[Excerpted data]
//! Callback resolution and session establishment

use chrono::{Duration, Utc};
use tracing::{info, warn};

use crate::error::AuthError;
use crate::provider::IdentityProvider;
use crate::state::AuthEvent;
use crate::types::{AuthResult, UserProfile};

/// Establish a session from a decoded authentication result.
///
/// Requires an access token and a positive token lifetime; fails with
/// [`AuthError::IncompleteAuthResult`] otherwise, without dispatching
/// anything, so no partial session is ever installed. On success the
/// session expiry is computed from the token lifetime, the user identity
/// is resolved through the provider, and a single
/// [`AuthEvent::LoginSucceeded`] installs everything atomically. Resolves
/// with the profile used for that update.
pub async fn set_session<D>(
    dispatch: &D,
    provider: &dyn IdentityProvider,
    auth_result: AuthResult,
) -> Result<UserProfile, AuthError>
where
    D: Fn(AuthEvent) + Sync,
{
    if auth_result
        .access_token
        .as_deref()
        .map_or(true, str::is_empty)
    {
        return Err(AuthError::IncompleteAuthResult(
            "missing access token".to_string(),
        ));
    }

    let expires_in = auth_result
        .expires_in
        .filter(|secs| *secs > 0)
        .ok_or_else(|| AuthError::IncompleteAuthResult("missing token expiry".to_string()))?;

    let expires_at = Utc::now() + Duration::seconds(expires_in);
    let user = provider.user_profile(&auth_result).await?;

    info!(
        "Session established for {} until {}",
        user.sub.as_deref().unwrap_or("<unknown subject>"),
        expires_at
    );

    dispatch(AuthEvent::LoginSucceeded {
        user: user.clone(),
        auth_result,
        expires_at,
    });

    Ok(user)
}

/// Resolve the outcome of an authentication callback.
///
/// A present `err` dispatches [`AuthEvent::LoginFailed`] and resolves
/// `false`, leaving any prior session expiry untouched. A present result
/// runs [`set_session`] and resolves `true` on success. Neither present is
/// itself a failure ([`AuthError::MissingAuthResult`]). Every path ends
/// the in-flight flow.
pub async fn handle_auth_result<D>(
    err: Option<AuthError>,
    dispatch: &D,
    provider: &dyn IdentityProvider,
    auth_result: Option<AuthResult>,
) -> bool
where
    D: Fn(AuthEvent) + Sync,
{
    if let Some(err) = err {
        warn!("Authentication callback failed: {}", err);
        dispatch(AuthEvent::LoginFailed(err));
        return false;
    }

    match auth_result {
        Some(result) => match set_session(dispatch, provider, result).await {
            Ok(_) => true,
            Err(err) => {
                warn!("Session establishment failed: {}", err);
                dispatch(AuthEvent::LoginFailed(err));
                false
            }
        },
        None => {
            warn!("Callback carried neither an error nor an authentication result");
            dispatch(AuthEvent::LoginFailed(AuthError::MissingAuthResult));
            false
        }
    }
}
use chrono::NaiveDate;
use idr_core::config::{PlanCatalog, PlanKey};
use idr_core::projector::{project_repayment, ProjectionInput};
use idr_core::{BorrowerProfile, FilingStatus, LoanProfile, LoanType};
use rust_decimal::Decimal;
use rust_decimal_macros::dec;

// ===========================================================================
// Fixtures
// ===========================================================================

fn input_as_of(date: NaiveDate) -> ProjectionInput {
    ProjectionInput {
        loan: LoanProfile {
            balance: dec!(50_000),
            interest_rate: dec!(0.065),
            loan_type: LoanType::Direct,
            years_in_repayment: 0,
        },
        borrower: BorrowerProfile {
            annual_income: dec!(60_000),
            income_growth_rate: dec!(0.03),
            filing_status: FilingStatus::Single,
            family_size: 1,
            state: "TX".into(),
        },
        as_of: date,
        pslf_payments_made: None,
    }
}

fn pre_rap() -> NaiveDate {
    NaiveDate::from_ymd_opt(2025, 10, 1).unwrap()
}

fn post_rap() -> NaiveDate {
    NaiveDate::from_ymd_opt(2027, 1, 1).unwrap()
}

// ===========================================================================
// Recommendation consistency
// ===========================================================================

#[test]
fn test_recommended_plan_has_minimum_net_cost() {
    let catalog = PlanCatalog::builtin();
    let out = project_repayment(&catalog, &input_as_of(pre_rap())).unwrap();

    let best = out
        .result
        .recommendation
        .best_plan
        .expect("a plan should be open");
    let best_cost = out.result.plans[&best].net_cost;
    let min_cost = out
        .result
        .plans
        .values()
        .filter(|r| r.available)
        .map(|r| r.net_cost)
        .min()
        .unwrap();

    assert_eq!(best_cost, min_cost);
}

#[test]
fn test_reasoning_names_the_winner() {
    let catalog = PlanCatalog::builtin();
    let out = project_repayment(&catalog, &input_as_of(pre_rap())).unwrap();

    let rec = &out.result.recommendation;
    let best = rec.best_plan.unwrap();
    assert!(
        rec.reasoning.contains(&best.to_string()),
        "reasoning '{}' should name {}",
        rec.reasoning,
        best
    );
}

// ===========================================================================
// Availability windows drive the candidate set
// ===========================================================================

#[test]
fn test_availability_flips_with_evaluation_date() {
    let catalog = PlanCatalog::builtin();

    let before = project_repayment(&catalog, &input_as_of(pre_rap())).unwrap();
    assert!(!before.result.plans[&PlanKey::Rap].available);
    assert!(before.result.plans[&PlanKey::Paye].available);

    let after = project_repayment(&catalog, &input_as_of(post_rap())).unwrap();
    assert!(after.result.plans[&PlanKey::Rap].available);
    assert!(!after.result.plans[&PlanKey::Paye].available);
    assert!(!after.result.plans[&PlanKey::Icr].available);
}

#[test]
fn test_parent_plus_limited_to_icr_and_standard() {
    let catalog = PlanCatalog::builtin();
    let mut input = input_as_of(pre_rap());
    input.loan.loan_type = LoanType::ParentPlus;
    let out = project_repayment(&catalog, &input).unwrap();

    let available: Vec<PlanKey> = out
        .result
        .plans
        .values()
        .filter(|r| r.available)
        .map(|r| r.plan)
        .collect();
    assert_eq!(available, vec![PlanKey::Icr, PlanKey::Standard]);

    let best = out.result.recommendation.best_plan.unwrap();
    assert!(best == PlanKey::Icr || best == PlanKey::Standard);
}

// ===========================================================================
// Envelope
// ===========================================================================

#[test]
fn test_envelope_carries_methodology_and_assumptions() {
    let catalog = PlanCatalog::builtin();
    let out = project_repayment(&catalog, &input_as_of(pre_rap())).unwrap();

    assert!(out.methodology.contains("projection"));
    assert_eq!(
        out.assumptions.get("as_of").and_then(|v| v.as_str()),
        Some("2025-10-01")
    );
    assert!(!out.metadata.version.is_empty());
}

#[test]
fn test_output_serializes_with_plan_keys_as_strings() {
    let catalog = PlanCatalog::builtin();
    let out = project_repayment(&catalog, &input_as_of(pre_rap())).unwrap();

    let value = serde_json::to_value(&out).unwrap();
    let plans = value["result"]["plans"].as_object().unwrap();
    assert!(plans.contains_key("standard"));
    assert!(plans.contains_key("ibr"));
}

// ===========================================================================
// PSLF overlay wiring
// ===========================================================================

#[test]
fn test_pslf_overlay_attached_when_requested() {
    let catalog = PlanCatalog::builtin();
    let mut input = input_as_of(pre_rap());
    input.pslf_payments_made = Some(119);
    let out = project_repayment(&catalog, &input).unwrap();

    let pslf = out.result.pslf.expect("overlay requested");
    assert_eq!(pslf.payments_remaining, 1);
    assert_eq!(pslf.tax_on_forgiveness, Decimal::ZERO);

    let without = project_repayment(&catalog, &input_as_of(pre_rap())).unwrap();
    assert!(without.result.pslf.is_none());
}
pub mod projection;

pub use projection::{project_pslf, pslf_overlay, PslfInput, PslfResult};
use chrono::{Datelike, Months, NaiveDate};
use rust_decimal::Decimal;
use serde::{Deserialize, Serialize};
use std::time::Instant;

use crate::config::plans::{PaymentBasis, PlanCatalog, PlanDefinition, PlanKey};
use crate::error::ProjectorError;
use crate::projector::simulate::roll_forward;
use crate::types::{with_metadata, BorrowerProfile, ComputationOutput, LoanProfile, Money};
use crate::ProjectorResult;

/// Qualifying payments required for Public Service Loan Forgiveness.
pub const PSLF_TERM_PAYMENTS: u32 = 120;

/// Input for the PSLF overlay projection.
#[derive(Debug, Clone, Serialize, Deserialize)]
pub struct PslfInput {
    pub loan: LoanProfile,
    pub borrower: BorrowerProfile,
    /// Qualifying payments already certified.
    pub payments_made: u32,
    pub as_of: NaiveDate,
    /// IDR plan the borrower pays under while pursuing PSLF. When absent,
    /// the cheapest open income-driven plan is used.
    #[serde(default, skip_serializing_if = "Option::is_none")]
    pub plan: Option<PlanKey>,
}

/// Fixed 120-payment forgiveness track, independent of the plan comparison.
/// PSLF forgiveness is tax-exempt unconditionally.
#[derive(Debug, Clone, Serialize, Deserialize)]
pub struct PslfResult {
    pub payments_remaining: u32,
    /// Plan used to price the remaining payments.
    pub qualifying_plan: PlanKey,
    pub monthly_payment: Money,
    pub total_remaining_paid: Money,
    /// Projected balance at the 120th payment.
    pub estimated_forgiveness_amount: Money,
    #[serde(skip_serializing_if = "Option::is_none")]
    pub projected_forgiveness_year: Option<i32>,
    pub tax_on_forgiveness: Money,
}

/// Cheapest open income-driven plan for this borrower, by first payment.
fn cheapest_idr_plan<'a>(
    catalog: &'a PlanCatalog,
    loan: &LoanProfile,
    borrower: &BorrowerProfile,
    as_of: NaiveDate,
) -> ProjectorResult<&'a PlanDefinition> {
    let mut best: Option<(&PlanDefinition, Money)> = None;
    for plan in catalog.plans() {
        if matches!(plan.payment_basis, PaymentBasis::StandardAmortization { .. }) {
            continue;
        }
        if !plan.is_available(as_of, loan.loan_type) {
            continue;
        }
        let schedule = roll_forward(catalog, loan, borrower, plan, as_of, 1, 0)?;
        let payment = schedule.first_monthly_payment;
        match best {
            Some((_, cheapest)) if payment >= cheapest => {}
            _ => best = Some((plan, payment)),
        }
    }
    best.map(|(plan, _)| plan).ok_or_else(|| {
        ProjectorError::MissingRuleTable(
            "no income-driven plan is open to this borrower for PSLF pricing".into(),
        )
    })
}

/// Project the PSLF track: remaining qualifying payments and the balance
/// left to forgive at payment 120, priced with the borrower's IDR formula.
pub fn pslf_overlay(
    catalog: &PlanCatalog,
    loan: &LoanProfile,
    borrower: &BorrowerProfile,
    payments_made: u32,
    plan: Option<PlanKey>,
    as_of: NaiveDate,
) -> ProjectorResult<PslfResult> {
    let plan = match plan {
        Some(key) => catalog
            .plan(key)
            .ok_or_else(|| ProjectorError::MissingRuleTable(format!("plan {key} not in catalog")))?,
        None => cheapest_idr_plan(catalog, loan, borrower, as_of)?,
    };

    let payments_remaining = PSLF_TERM_PAYMENTS.saturating_sub(payments_made);
    let start_month = payments_made.min(PSLF_TERM_PAYMENTS);

    let schedule = roll_forward(
        catalog,
        loan,
        borrower,
        plan,
        as_of,
        PSLF_TERM_PAYMENTS,
        start_month,
    )?;

    let projected_forgiveness_year = if schedule.ending_balance > Decimal::ZERO {
        let year = as_of
            .checked_add_months(Months::new(payments_remaining))
            .map(|d| d.year())
            .ok_or_else(|| {
                ProjectorError::DateError(format!("date overflow at +{payments_remaining} months"))
            })?;
        Some(year)
    } else {
        None
    };

    Ok(PslfResult {
        payments_remaining,
        qualifying_plan: plan.key,
        monthly_payment: schedule.first_monthly_payment,
        total_remaining_paid: schedule.total_paid,
        estimated_forgiveness_amount: schedule.ending_balance,
        projected_forgiveness_year,
        tax_on_forgiveness: Decimal::ZERO,
    })
}

/// Envelope-wrapped PSLF projection for the CLI and bindings.
pub fn project_pslf(
    catalog: &PlanCatalog,
    input: &PslfInput,
) -> ProjectorResult<ComputationOutput<PslfResult>> {
    let start = Instant::now();
    let mut warnings: Vec<String> = Vec::new();

    if input.loan.balance < Decimal::ZERO {
        return Err(ProjectorError::InvalidInput {
            field: "loan.balance".into(),
            reason: "balance must be >= 0".into(),
        });
    }
    if input.payments_made > PSLF_TERM_PAYMENTS {
        warnings.push(format!(
            "payments_made {} exceeds the {}-payment term; treated as complete",
            input.payments_made, PSLF_TERM_PAYMENTS
        ));
    }

    let result = pslf_overlay(
        catalog,
        &input.loan,
        &input.borrower,
        input.payments_made,
        input.plan,
        input.as_of,
    )?;

    let elapsed = start.elapsed().as_micros() as u64;
    Ok(with_metadata(
        "PSLF overlay: remaining qualifying payments and projected balance \
         at payment 120 under an income-driven formula. Forgiveness is \
         tax-exempt.",
        &serde_json::json!({
            "as_of": input.as_of.to_string(),
            "payments_made": input.payments_made,
            "term_payments": PSLF_TERM_PAYMENTS,
        }),
        warnings,
        elapsed,
        result,
    ))
}

#[cfg(test)]
mod tests {
    use super::*;
    use crate::types::{FilingStatus, LoanType};
    use rust_decimal_macros::dec;

    fn as_of() -> NaiveDate {
        NaiveDate::from_ymd_opt(2025, 10, 1).unwrap()
    }

    fn loan() -> LoanProfile {
        LoanProfile {
            balance: dec!(50_000),
            interest_rate: dec!(0.065),
            loan_type: LoanType::Direct,
            years_in_repayment: 0,
        }
    }

    fn borrower() -> BorrowerProfile {
        BorrowerProfile {
            annual_income: dec!(45_000),
            income_growth_rate: dec!(0.03),
            filing_status: FilingStatus::Single,
            family_size: 1,
            state: "OH".into(),
        }
    }

    #[test]
    fn test_near_completion_one_payment_left() {
        let catalog = PlanCatalog::builtin();
        let r = pslf_overlay(&catalog, &loan(), &borrower(), 119, None, as_of()).unwrap();

        assert_eq!(r.payments_remaining, 1);
        assert_eq!(r.tax_on_forgiveness, Decimal::ZERO);
        assert!(r.estimated_forgiveness_amount > Decimal::ZERO);
        assert_eq!(r.projected_forgiveness_year, Some(2025));
    }

    #[test]
    fn test_full_term_accrues_payments() {
        let catalog = PlanCatalog::builtin();
        let r = pslf_overlay(&catalog, &loan(), &borrower(), 0, None, as_of()).unwrap();

        assert_eq!(r.payments_remaining, 120);
        assert!(r.total_remaining_paid > Decimal::ZERO);
        assert!(r.estimated_forgiveness_amount > Decimal::ZERO);
        assert_eq!(r.projected_forgiveness_year, Some(2035));
    }

    #[test]
    fn test_payments_beyond_term_floor_at_zero_remaining() {
        let catalog = PlanCatalog::builtin();
        let r = pslf_overlay(&catalog, &loan(), &borrower(), 150, None, as_of()).unwrap();

        assert_eq!(r.payments_remaining, 0);
        assert_eq!(r.estimated_forgiveness_amount, loan().balance);
        assert_eq!(r.projected_forgiveness_year, Some(2025));
    }

    #[test]
    fn test_named_plan_is_used() {
        let catalog = PlanCatalog::builtin();
        let r =
            pslf_overlay(&catalog, &loan(), &borrower(), 60, Some(PlanKey::Ibr), as_of()).unwrap();
        assert_eq!(r.qualifying_plan, PlanKey::Ibr);
    }

    #[test]
    fn test_envelope_wraps_result() {
        let catalog = PlanCatalog::builtin();
        let input = PslfInput {
            loan: loan(),
            borrower: borrower(),
            payments_made: 30,
            as_of: as_of(),
            plan: None,
        };
        let out = project_pslf(&catalog, &input).unwrap();
        assert_eq!(out.result.payments_remaining, 90);
        assert!(out.warnings.is_empty());
    }
}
[/Excerpted data]
About this exercise:
Search the entries for the string "IncompleteAuthResult" and collect each line that has it.

Response box:
/// [`AuthError::IncompleteAuthResult`] otherwise, without dispatching
        return Err(AuthError::IncompleteAuthResult(
        .ok_or_else(|| AuthError::IncompleteAuthResult("missing token expiry".to_string()))?;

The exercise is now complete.